Tracking index by country.
Sources: a: PISA 2018 Database, Table B3.3.3., b: PISA 2018, own calculations.
Note: Number of educational programmes on school level is set to 1 in USA, NZL and CAN, since they refer to educational or grade level and are therefore not distinct educational programmes.
From Table 3 we can see that the tracking degree varies from 2.63 (Luxembourg) to −1.69 (New Zealand). A higher tracking index represents earlier tracking, a higher number of tracks and a higher prevalence of between-school tracking. Countries at the lower end of the tracking index show a later tracking age but still use some kind of ability grouping within schools. This supports the recent observation that the majority of countries use some kind of tracking (Chmielewski, 2014), either between schools, within schools or between classes.

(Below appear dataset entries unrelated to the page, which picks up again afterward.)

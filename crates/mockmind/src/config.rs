//! Configuration for the interview server

use serde::{Deserialize, Serialize};
use std::path::{Path, PathBuf};
use std::time::Duration;

use crate::error::{Error, Result};

/// Main server configuration
#[derive(Debug, Clone, Serialize, Deserialize, Default)]
pub struct MockMindConfig {
    /// Server configuration
    #[serde(default)]
    pub server: ServerConfig,
    /// LLM provider configuration
    #[serde(default)]
    pub llm: LlmConfig,
    /// Session storage configuration
    #[serde(default)]
    pub sessions: SessionConfig,
}

impl MockMindConfig {
    /// Load configuration: optional TOML file named by `MOCKMIND_CONFIG`,
    /// then environment overrides.
    pub fn load() -> Result<Self> {
        let mut config = match std::env::var("MOCKMIND_CONFIG") {
            Ok(path) => Self::from_file(Path::new(&path))?,
            Err(_) => Self::default(),
        };
        config.apply_env(|key| std::env::var(key).ok())?;
        Ok(config)
    }

    /// Parse a TOML configuration file
    pub fn from_file(path: &Path) -> Result<Self> {
        let content = std::fs::read_to_string(path).map_err(|e| {
            Error::Config(format!("Failed to read {}: {}", path.display(), e))
        })?;
        Self::from_toml(&content)
    }

    /// Parse configuration from a TOML string
    pub fn from_toml(content: &str) -> Result<Self> {
        toml::from_str(content).map_err(|e| Error::Config(format!("Invalid config: {}", e)))
    }

    /// Apply environment overrides using the given lookup function
    pub fn apply_env<F>(&mut self, lookup: F) -> Result<()>
    where
        F: Fn(&str) -> Option<String>,
    {
        if let Some(port) = lookup("PORT") {
            self.server.port = port
                .parse()
                .map_err(|_| Error::Config(format!("Invalid PORT: {}", port)))?;
        }
        if let Some(host) = lookup("HOST") {
            self.server.host = host;
        }

        if let Some(url) = lookup("OLLAMA_BASE_URL") {
            self.llm.base_url = url;
        }
        if let Some(model) = lookup("OLLAMA_MODEL") {
            self.llm.model = model;
        }

        // A Groq credential switches the backend
        if let Some(key) = lookup("GROQ_API_KEY").filter(|k| !k.trim().is_empty()) {
            self.llm.backend = LlmBackend::Groq;
            self.llm.api_key = Some(key);
            self.llm.base_url =
                lookup("GROQ_BASE_URL").unwrap_or_else(|| GROQ_DEFAULT_BASE_URL.to_string());
            self.llm.model =
                lookup("GROQ_MODEL").unwrap_or_else(|| GROQ_DEFAULT_MODEL.to_string());
        }

        if let Some(age) = lookup("MAX_SESSION_AGE_MS") {
            let ms: u64 = age
                .parse()
                .map_err(|_| Error::Config(format!("Invalid MAX_SESSION_AGE_MS: {}", age)))?;
            self.sessions.max_session_age_secs = ms / 1000;
        }
        if let Some(dir) = lookup("SESSIONS_DIR") {
            self.sessions.data_dir = PathBuf::from(dir);
        }

        Ok(())
    }
}

/// Server configuration
#[derive(Debug, Clone, Serialize, Deserialize)]
pub struct ServerConfig {
    /// Host address
    pub host: String,
    /// Port number
    pub port: u16,
    /// Enable CORS
    pub enable_cors: bool,
}

impl Default for ServerConfig {
    fn default() -> Self {
        Self {
            host: "0.0.0.0".to_string(),
            port: 5000,
            enable_cors: true,
        }
    }
}

/// LLM backend selection
#[derive(Debug, Clone, Copy, Default, Serialize, Deserialize, PartialEq, Eq)]
#[serde(rename_all = "lowercase")]
pub enum LlmBackend {
    /// Local Ollama server
    #[default]
    Ollama,
    /// Groq cloud (OpenAI-compatible API)
    Groq,
}

pub const GROQ_DEFAULT_BASE_URL: &str = "https://api.groq.com/openai/v1";
pub const GROQ_DEFAULT_MODEL: &str = "llama-3.3-70b-versatile";

/// LLM provider configuration
#[derive(Debug, Clone, Serialize, Deserialize)]
pub struct LlmConfig {
    /// Backend provider
    #[serde(default)]
    pub backend: LlmBackend,
    /// Provider base URL
    pub base_url: String,
    /// Generation model name
    pub model: String,
    /// Provider credential (Groq only)
    #[serde(default)]
    pub api_key: Option<String>,
    /// Request timeout in seconds (first request can be slow on cold start)
    pub timeout_secs: u64,
    /// Timeout for the discovery endpoint in seconds
    pub connect_timeout_secs: u64,
    /// Total attempts for a generation whose output is not valid JSON
    pub max_attempts: u32,
    /// Extra attempts granted when the provider rate-limits
    pub rate_limit_retries: u32,
    /// Base backoff for rate limiting, scaled by attempt number
    pub rate_limit_backoff_ms: u64,
}

impl Default for LlmConfig {
    fn default() -> Self {
        Self {
            backend: LlmBackend::Ollama,
            base_url: "http://localhost:11434".to_string(),
            model: "llama3.2:3b".to_string(),
            api_key: None,
            timeout_secs: 120,
            connect_timeout_secs: 5,
            max_attempts: 2,
            rate_limit_retries: 3,
            rate_limit_backoff_ms: 1000,
        }
    }
}

impl LlmConfig {
    pub fn timeout(&self) -> Duration {
        Duration::from_secs(self.timeout_secs)
    }

    /// Backoff before retry number `attempt` (1-based) after a rate limit
    pub fn rate_limit_backoff(&self, attempt: u32) -> Duration {
        Duration::from_millis(self.rate_limit_backoff_ms.saturating_mul(attempt as u64))
    }
}

/// Session storage configuration
#[derive(Debug, Clone, Serialize, Deserialize)]
pub struct SessionConfig {
    /// Directory holding `session-<id>.json` and `report-<id>.json`
    pub data_dir: PathBuf,
    /// Maximum session age before it expires (default: 2 hours)
    pub max_session_age_secs: u64,
    /// How long a completed session stays in memory (default: 10 minutes)
    pub completed_retention_secs: u64,
    /// Interval of the expired-session sweep (default: 10 minutes)
    pub cleanup_interval_secs: u64,
}

impl Default for SessionConfig {
    fn default() -> Self {
        Self {
            data_dir: PathBuf::from("data").join("sessions"),
            max_session_age_secs: 2 * 60 * 60,
            completed_retention_secs: 10 * 60,
            cleanup_interval_secs: 10 * 60,
        }
    }
}

impl SessionConfig {
    pub fn max_session_age(&self) -> chrono::Duration {
        chrono::Duration::seconds(self.max_session_age_secs as i64)
    }

    pub fn completed_retention(&self) -> Duration {
        Duration::from_secs(self.completed_retention_secs)
    }

    pub fn cleanup_interval(&self) -> Duration {
        Duration::from_secs(self.cleanup_interval_secs)
    }
}
//! Interview orchestration: start, answer, continue-or-stop, report
//!
//! Each turn works on a snapshot of the session. The snapshot is flushed to
//! disk and only then committed to the cache, so a failed evaluation,
//! follow-up generation or write leaves the stored session untouched and the
//! client can resubmit.

pub mod locks;
pub mod policy;

use std::sync::Arc;
use uuid::Uuid;

use crate::error::{Error, Result};
use crate::generation::prompt::{EvaluationInput, FollowUpInput, InitialQuestionInput, ReportInput};
use crate::generation::{LlmGateway, PromptBuilder};
use crate::storage::SessionStore;
use crate::types::{timestamp_now, Evaluation, GeneratedQuestion, InterviewSetup, Question, Report};

pub use locks::{SessionLocks, TurnGuard};
pub use policy::ContinuationPolicy;

/// Result of a started interview
#[derive(Debug, Clone)]
pub struct StartedInterview {
    pub session_id: Uuid,
    pub question: Question,
}

/// Result of one answered turn
#[derive(Debug, Clone)]
pub struct TurnOutcome {
    pub evaluation: Evaluation,
    /// `None` exactly when `should_continue` is false
    pub next_question: Option<Question>,
    pub should_continue: bool,
}

/// Turn-by-turn interview protocol
pub struct InterviewEngine {
    store: Arc<SessionStore>,
    llm: LlmGateway,
    policy: ContinuationPolicy,
    locks: SessionLocks,
}

impl InterviewEngine {
    pub fn new(store: Arc<SessionStore>, llm: LlmGateway, policy: ContinuationPolicy) -> Self {
        Self {
            store,
            llm,
            policy,
            locks: SessionLocks::new(),
        }
    }

    pub fn store(&self) -> &Arc<SessionStore> {
        &self.store
    }

    pub fn gateway(&self) -> &LlmGateway {
        &self.llm
    }

    /// Sessions with a turn in progress or queued
    pub fn active_turns(&self) -> usize {
        self.locks.len()
    }

    /// Generate the opening question; not yet attached to any session
    pub async fn generate_initial_question(
        &self,
        setup: &InterviewSetup,
    ) -> Result<GeneratedQuestion> {
        tracing::info!(
            "Generating initial question for {} - {}",
            setup.role,
            setup.level
        );

        let prompt = PromptBuilder::initial_question(&InitialQuestionInput {
            role: &setup.role,
            level: setup.level,
            topics: &setup.topics,
        });
        self.llm.generate_question(&prompt).await
    }

    /// Generate the first question, then create the session holding it
    pub async fn start_interview(&self, setup: InterviewSetup) -> Result<StartedInterview> {
        let generated = self.generate_initial_question(&setup).await?;

        let session = self.store.create_session(setup);
        let question = self
            .store
            .add_question(session.session_id, generated)
            .await?;

        Ok(StartedInterview {
            session_id: session.session_id,
            question,
        })
    }

    /// Evaluate the answer to the outstanding question and, when the policy
    /// allows, ask the next one
    pub async fn evaluate_and_generate_next(
        &self,
        session_id: Uuid,
        answer_text: &str,
    ) -> Result<TurnOutcome> {
        let _turn = self.locks.acquire(session_id).await;

        let mut session = self.store.get_session(session_id).await?;
        if !session.is_active() {
            return Err(Error::SessionCompleted(session_id.to_string()));
        }
        let current = session
            .current_question()
            .cloned()
            .ok_or_else(|| Error::NoActiveQuestion(session_id.to_string()))?;

        tracing::info!("Evaluating answer for session {}", session_id);
        let evaluation = self
            .llm
            .evaluate_answer(&EvaluationInput {
                question: &current.question,
                answer: answer_text,
                expected_key_points: &current.expected_key_points,
                role: &session.config.role,
            })
            .await?;

        let answer = session.push_answer(current.question_id, answer_text, evaluation);
        let should_continue = self.policy.should_continue(&session, timestamp_now());

        let next_question = if should_continue {
            tracing::info!("Generating follow-up question for session {}", session_id);
            let uncovered = session.uncovered_topics();
            let prompt = PromptBuilder::follow_up(&FollowUpInput {
                role: &session.config.role,
                level: session.config.level,
                history: &session.context.conversation_history,
                last_score: answer.evaluation.score,
                topics_covered: &session.context.topics_covered,
                uncovered_topics: &uncovered,
            });
            let generated = self.llm.generate_question(&prompt).await?;
            Some(session.push_question(generated))
        } else {
            tracing::info!(
                "Session {} reached its end after {} answers",
                session_id,
                session.answers.len()
            );
            None
        };

        self.store.persist_session(&session).await?;
        self.store.commit_session(session);

        Ok(TurnOutcome {
            evaluation: answer.evaluation,
            next_question,
            should_continue,
        })
    }

    /// Generate the report, then complete and persist the session
    pub async fn generate_final_report(&self, session_id: Uuid) -> Result<Report> {
        let _turn = self.locks.acquire(session_id).await;

        let session = self.store.get_session(session_id).await?;
        if !session.is_active() {
            return Err(Error::SessionCompleted(session_id.to_string()));
        }

        tracing::info!("Generating final report for session {}", session_id);
        let qa_pairs = session.qa_pairs();
        let mut draft = self
            .llm
            .generate_report(&ReportInput {
                role: &session.config.role,
                level: session.config.level,
                qa_pairs: &qa_pairs,
                duration_secs: session.duration_secs(timestamp_now()),
            })
            .await?;
        draft.qa_pairs = qa_pairs;

        self.store.end_session(session_id, draft).await
    }
}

Countries that are usually referred to as comprehensive systems, such as the Anglo-Saxon or Scandinavian countries, show a high prevalence of ability grouping within or between classes (e.g. 95 percent of students are grouped in the UK).
Analytical approach
The PISA data comes along with a two-stage stratified sampling design, where schools and individuals are selected randomly. To account for this sampling structure (students are nested in schools), I conduct two-level linear random slope models and apply country-fixed effects by using country dummy variables. The use of the country-fixed effects approach allows for holding constant all other country-specific characteristics (such as educational spending or immigrant selectivity) so that differences in the coefficients between the country samples should be attributed to the tracking degree (Cobb-Clark et al., 2012; Möhring, 2012; Teltemann and Schunck, 2016). Due to the implementation of cross-level interaction effects (see later), I apply random slope models and allow the immigrant background to vary between schools (Heisig and Schaeffer, 2019).
The analyses are carried out by separately analysing each of the 10 plausible values in reading competencies. An imputation routine with the STATA mim-ado (Galati et al., 2013) reports mean estimates over single analyses for each plausible value, which allows for consistent estimators of the population parameters, e.g. to correct for biases in students’ proficiency and standard errors (Borgna and Contini, 2014; Caro Vasquez and Biecek, 2016; OECD, 2014: 147). I use cluster-robust standard errors which produce the same point estimates compared to the recommended PISA approach, suggesting the use of 80 replicate weights in order to account for the replacement strategy of schools within the sampling procedure (Lopez-Agudo et al., 2017; OECD, 2014: 139). Cluster-robust standard errors have been shown to only marginally affect standard error estimations (Lopez-Agudo et al., 2017). Additionally, normalized student weights (i.e. senate weights) are applied to account for different sampling procedures across countries (OECD, 2014: 396).
After referring to the bivariate results, I will present results from multilevel analyses and examine the extent to which immigrant achievement inequalities are accounted for by individual- versus school-level variables. In a second step, I will test the hypotheses on the effect of school variables by immigrant background in dependence of the tracking degree and present three-way cross-level interactions visualized with the help of margin plots. Cross-level interactions are possible in country-fixed effects because the interest is not in the main effect but in the variation of the immigrant background effect in the dependency on school- and country-level characteristics (Bol et al., 2014: 8).
Results
Bivariate results
Figure 1 displays the bivariate correlations of the country-level reading performance gap between second-generation and non-immigrant students with the degree of tracking. Positive values indicate that second-generation immigrant students have higher reading skills compared to non-immigrant students, whereas the opposite is the case for negative values on the reading performance gap. As assumed in Hypothesis 1, a higher tracking index is associated with second-generation immigrant students’ worse performance compared to non-immigrant students (p<0.10).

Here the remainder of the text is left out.